[Data records]
══════

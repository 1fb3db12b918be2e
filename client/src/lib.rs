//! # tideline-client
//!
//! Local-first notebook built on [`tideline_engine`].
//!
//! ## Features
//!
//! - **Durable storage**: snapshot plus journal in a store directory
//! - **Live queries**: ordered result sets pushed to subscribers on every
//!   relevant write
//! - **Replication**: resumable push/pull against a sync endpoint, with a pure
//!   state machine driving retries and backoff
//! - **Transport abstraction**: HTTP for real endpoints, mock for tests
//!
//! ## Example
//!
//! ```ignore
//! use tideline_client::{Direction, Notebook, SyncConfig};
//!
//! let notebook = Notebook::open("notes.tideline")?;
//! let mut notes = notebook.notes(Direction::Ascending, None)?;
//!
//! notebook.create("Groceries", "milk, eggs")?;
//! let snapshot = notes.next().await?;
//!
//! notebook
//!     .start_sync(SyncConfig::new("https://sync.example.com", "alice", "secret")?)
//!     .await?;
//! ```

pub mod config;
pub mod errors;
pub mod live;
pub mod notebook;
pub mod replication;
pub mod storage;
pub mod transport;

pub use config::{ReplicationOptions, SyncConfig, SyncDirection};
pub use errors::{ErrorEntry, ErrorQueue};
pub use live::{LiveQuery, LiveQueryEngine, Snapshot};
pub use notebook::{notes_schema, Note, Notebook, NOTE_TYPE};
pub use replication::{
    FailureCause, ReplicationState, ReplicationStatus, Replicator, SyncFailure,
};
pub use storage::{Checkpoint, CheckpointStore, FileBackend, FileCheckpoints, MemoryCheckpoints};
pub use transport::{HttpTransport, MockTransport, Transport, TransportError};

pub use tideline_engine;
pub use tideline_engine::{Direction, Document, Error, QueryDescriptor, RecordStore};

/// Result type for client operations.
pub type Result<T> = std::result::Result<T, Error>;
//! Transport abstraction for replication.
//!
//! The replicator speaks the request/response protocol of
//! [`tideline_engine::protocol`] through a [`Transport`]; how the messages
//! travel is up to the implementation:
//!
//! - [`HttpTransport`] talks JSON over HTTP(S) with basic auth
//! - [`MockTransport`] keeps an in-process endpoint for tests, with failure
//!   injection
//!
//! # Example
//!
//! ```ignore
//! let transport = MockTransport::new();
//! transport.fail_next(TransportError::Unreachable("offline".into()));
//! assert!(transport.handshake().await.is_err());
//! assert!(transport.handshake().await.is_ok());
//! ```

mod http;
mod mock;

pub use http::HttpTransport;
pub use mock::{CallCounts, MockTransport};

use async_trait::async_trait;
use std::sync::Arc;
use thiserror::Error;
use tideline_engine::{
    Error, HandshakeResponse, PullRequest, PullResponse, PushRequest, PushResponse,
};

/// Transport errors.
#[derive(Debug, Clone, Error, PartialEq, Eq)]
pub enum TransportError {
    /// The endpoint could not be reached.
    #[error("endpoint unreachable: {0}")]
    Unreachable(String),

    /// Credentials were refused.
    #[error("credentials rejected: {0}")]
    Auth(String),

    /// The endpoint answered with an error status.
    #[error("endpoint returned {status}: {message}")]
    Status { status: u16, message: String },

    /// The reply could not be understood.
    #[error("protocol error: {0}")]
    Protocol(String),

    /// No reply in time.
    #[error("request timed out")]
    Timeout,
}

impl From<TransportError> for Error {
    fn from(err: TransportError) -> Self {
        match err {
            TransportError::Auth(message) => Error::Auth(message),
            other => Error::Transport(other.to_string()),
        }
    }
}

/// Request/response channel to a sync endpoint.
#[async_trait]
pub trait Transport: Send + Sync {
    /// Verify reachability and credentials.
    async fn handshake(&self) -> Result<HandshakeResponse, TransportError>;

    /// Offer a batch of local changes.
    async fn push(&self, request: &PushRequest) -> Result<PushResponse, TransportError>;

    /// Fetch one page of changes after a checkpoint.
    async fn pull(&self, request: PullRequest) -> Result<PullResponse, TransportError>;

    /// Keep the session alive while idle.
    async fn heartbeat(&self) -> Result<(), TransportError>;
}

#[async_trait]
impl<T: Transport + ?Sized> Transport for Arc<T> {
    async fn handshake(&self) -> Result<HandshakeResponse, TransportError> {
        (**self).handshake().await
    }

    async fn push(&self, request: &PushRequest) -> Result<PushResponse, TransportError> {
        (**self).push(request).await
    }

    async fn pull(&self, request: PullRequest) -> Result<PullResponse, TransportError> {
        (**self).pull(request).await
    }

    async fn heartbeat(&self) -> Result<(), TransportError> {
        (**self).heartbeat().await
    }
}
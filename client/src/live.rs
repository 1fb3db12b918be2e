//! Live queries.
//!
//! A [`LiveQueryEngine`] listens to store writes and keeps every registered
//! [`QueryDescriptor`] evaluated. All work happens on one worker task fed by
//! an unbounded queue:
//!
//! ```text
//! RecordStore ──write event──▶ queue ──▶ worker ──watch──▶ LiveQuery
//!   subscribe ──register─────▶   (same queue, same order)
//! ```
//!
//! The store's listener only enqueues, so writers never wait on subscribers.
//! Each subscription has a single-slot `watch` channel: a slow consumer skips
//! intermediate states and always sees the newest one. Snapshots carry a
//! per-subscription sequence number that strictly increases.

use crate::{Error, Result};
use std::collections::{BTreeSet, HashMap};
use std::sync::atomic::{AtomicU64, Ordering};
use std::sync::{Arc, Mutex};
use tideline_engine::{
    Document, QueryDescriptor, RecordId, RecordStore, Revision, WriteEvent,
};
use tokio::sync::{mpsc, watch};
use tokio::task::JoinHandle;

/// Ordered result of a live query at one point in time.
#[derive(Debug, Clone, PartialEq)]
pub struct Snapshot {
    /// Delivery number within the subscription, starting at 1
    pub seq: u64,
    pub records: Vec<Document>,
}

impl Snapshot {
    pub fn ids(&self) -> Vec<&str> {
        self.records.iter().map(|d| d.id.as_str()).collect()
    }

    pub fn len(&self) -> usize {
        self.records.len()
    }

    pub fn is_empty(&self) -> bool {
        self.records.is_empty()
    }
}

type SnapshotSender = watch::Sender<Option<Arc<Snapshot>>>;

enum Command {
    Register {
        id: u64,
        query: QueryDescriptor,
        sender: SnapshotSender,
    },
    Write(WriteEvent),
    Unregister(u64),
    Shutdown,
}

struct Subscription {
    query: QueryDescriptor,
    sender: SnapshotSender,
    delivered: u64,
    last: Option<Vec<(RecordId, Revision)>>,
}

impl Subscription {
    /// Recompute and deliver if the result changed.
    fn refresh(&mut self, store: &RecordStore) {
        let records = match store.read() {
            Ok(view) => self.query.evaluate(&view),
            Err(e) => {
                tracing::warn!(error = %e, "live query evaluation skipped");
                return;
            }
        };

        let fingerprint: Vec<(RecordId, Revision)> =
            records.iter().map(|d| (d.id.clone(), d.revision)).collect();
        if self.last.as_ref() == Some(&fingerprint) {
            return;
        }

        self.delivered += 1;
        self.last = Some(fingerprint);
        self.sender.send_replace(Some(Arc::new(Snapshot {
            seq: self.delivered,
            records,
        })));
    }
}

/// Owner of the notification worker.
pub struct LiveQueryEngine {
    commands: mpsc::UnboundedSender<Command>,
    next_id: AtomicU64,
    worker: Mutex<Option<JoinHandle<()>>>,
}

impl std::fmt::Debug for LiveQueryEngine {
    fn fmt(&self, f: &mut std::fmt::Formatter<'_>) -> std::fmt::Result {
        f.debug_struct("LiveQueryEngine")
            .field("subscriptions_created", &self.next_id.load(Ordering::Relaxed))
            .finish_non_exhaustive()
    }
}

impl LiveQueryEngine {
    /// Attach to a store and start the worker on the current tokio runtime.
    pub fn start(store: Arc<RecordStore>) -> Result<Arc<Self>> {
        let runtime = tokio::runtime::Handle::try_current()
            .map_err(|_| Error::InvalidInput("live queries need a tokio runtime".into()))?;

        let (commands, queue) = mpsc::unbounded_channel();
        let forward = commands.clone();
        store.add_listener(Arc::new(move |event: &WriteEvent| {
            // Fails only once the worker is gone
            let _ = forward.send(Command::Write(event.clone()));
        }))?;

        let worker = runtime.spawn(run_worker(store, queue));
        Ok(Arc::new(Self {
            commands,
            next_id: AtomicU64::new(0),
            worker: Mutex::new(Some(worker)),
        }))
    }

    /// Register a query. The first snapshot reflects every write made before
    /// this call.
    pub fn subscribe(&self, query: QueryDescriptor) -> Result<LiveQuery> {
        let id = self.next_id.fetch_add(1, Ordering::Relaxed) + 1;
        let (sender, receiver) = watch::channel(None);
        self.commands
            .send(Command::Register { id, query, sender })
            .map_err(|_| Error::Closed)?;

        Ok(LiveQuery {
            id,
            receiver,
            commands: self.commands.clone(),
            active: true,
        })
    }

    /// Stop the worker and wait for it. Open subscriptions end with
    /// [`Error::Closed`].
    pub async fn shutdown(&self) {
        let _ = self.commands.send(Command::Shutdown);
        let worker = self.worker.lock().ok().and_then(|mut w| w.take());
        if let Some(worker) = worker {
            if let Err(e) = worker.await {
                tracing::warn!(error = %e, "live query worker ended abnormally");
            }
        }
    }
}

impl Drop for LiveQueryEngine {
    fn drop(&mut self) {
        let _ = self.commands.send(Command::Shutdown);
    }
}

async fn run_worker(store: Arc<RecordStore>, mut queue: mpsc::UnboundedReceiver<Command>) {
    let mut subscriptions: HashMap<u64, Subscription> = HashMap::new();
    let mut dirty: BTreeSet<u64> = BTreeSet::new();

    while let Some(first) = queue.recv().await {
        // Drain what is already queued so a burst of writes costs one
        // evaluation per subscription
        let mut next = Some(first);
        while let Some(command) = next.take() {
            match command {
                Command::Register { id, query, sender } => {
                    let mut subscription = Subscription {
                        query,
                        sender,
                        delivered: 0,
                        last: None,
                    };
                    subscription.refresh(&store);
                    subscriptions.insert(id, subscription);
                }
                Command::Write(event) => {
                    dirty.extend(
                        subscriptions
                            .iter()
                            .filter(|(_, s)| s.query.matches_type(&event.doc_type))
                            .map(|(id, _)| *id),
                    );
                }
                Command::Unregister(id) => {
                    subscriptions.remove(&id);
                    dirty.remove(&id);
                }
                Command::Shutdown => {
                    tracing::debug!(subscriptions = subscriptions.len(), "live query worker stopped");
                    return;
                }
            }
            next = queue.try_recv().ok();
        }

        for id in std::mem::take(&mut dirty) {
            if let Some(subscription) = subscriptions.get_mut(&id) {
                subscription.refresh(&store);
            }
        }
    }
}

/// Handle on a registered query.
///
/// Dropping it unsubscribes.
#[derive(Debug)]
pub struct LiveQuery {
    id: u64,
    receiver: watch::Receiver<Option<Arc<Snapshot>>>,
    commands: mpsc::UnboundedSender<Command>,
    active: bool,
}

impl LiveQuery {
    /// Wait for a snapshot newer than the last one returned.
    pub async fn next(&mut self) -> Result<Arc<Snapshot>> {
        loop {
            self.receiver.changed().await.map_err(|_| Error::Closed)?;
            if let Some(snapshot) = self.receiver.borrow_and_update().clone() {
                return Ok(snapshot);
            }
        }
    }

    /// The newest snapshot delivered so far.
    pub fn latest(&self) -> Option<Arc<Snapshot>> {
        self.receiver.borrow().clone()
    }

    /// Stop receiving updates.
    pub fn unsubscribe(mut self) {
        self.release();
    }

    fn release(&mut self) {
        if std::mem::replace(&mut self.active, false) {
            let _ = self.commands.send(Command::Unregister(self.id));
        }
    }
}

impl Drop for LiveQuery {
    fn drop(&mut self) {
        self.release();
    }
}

══════

Retype only the lines above between the line with "pub async fn next(&mut" and the line with "fn release(&mut self)", counting those two lines as well, and keep every character as it is.

    pub async fn next(&mut self) -> Result<Arc<Snapshot>> {
        loop {
            self.receiver.changed().await.map_err(|_| Error::Closed)?;
            if let Some(snapshot) = self.receiver.borrow_and_update().clone() {
                return Ok(snapshot);
            }
        }
    }

    /// The newest snapshot delivered so far.
    pub fn latest(&self) -> Option<Arc<Snapshot>> {
        self.receiver.borrow().clone()
    }

    /// Stop receiving updates.
    pub fn unsubscribe(mut self) {
        self.release();
    }

    fn release(&mut self) {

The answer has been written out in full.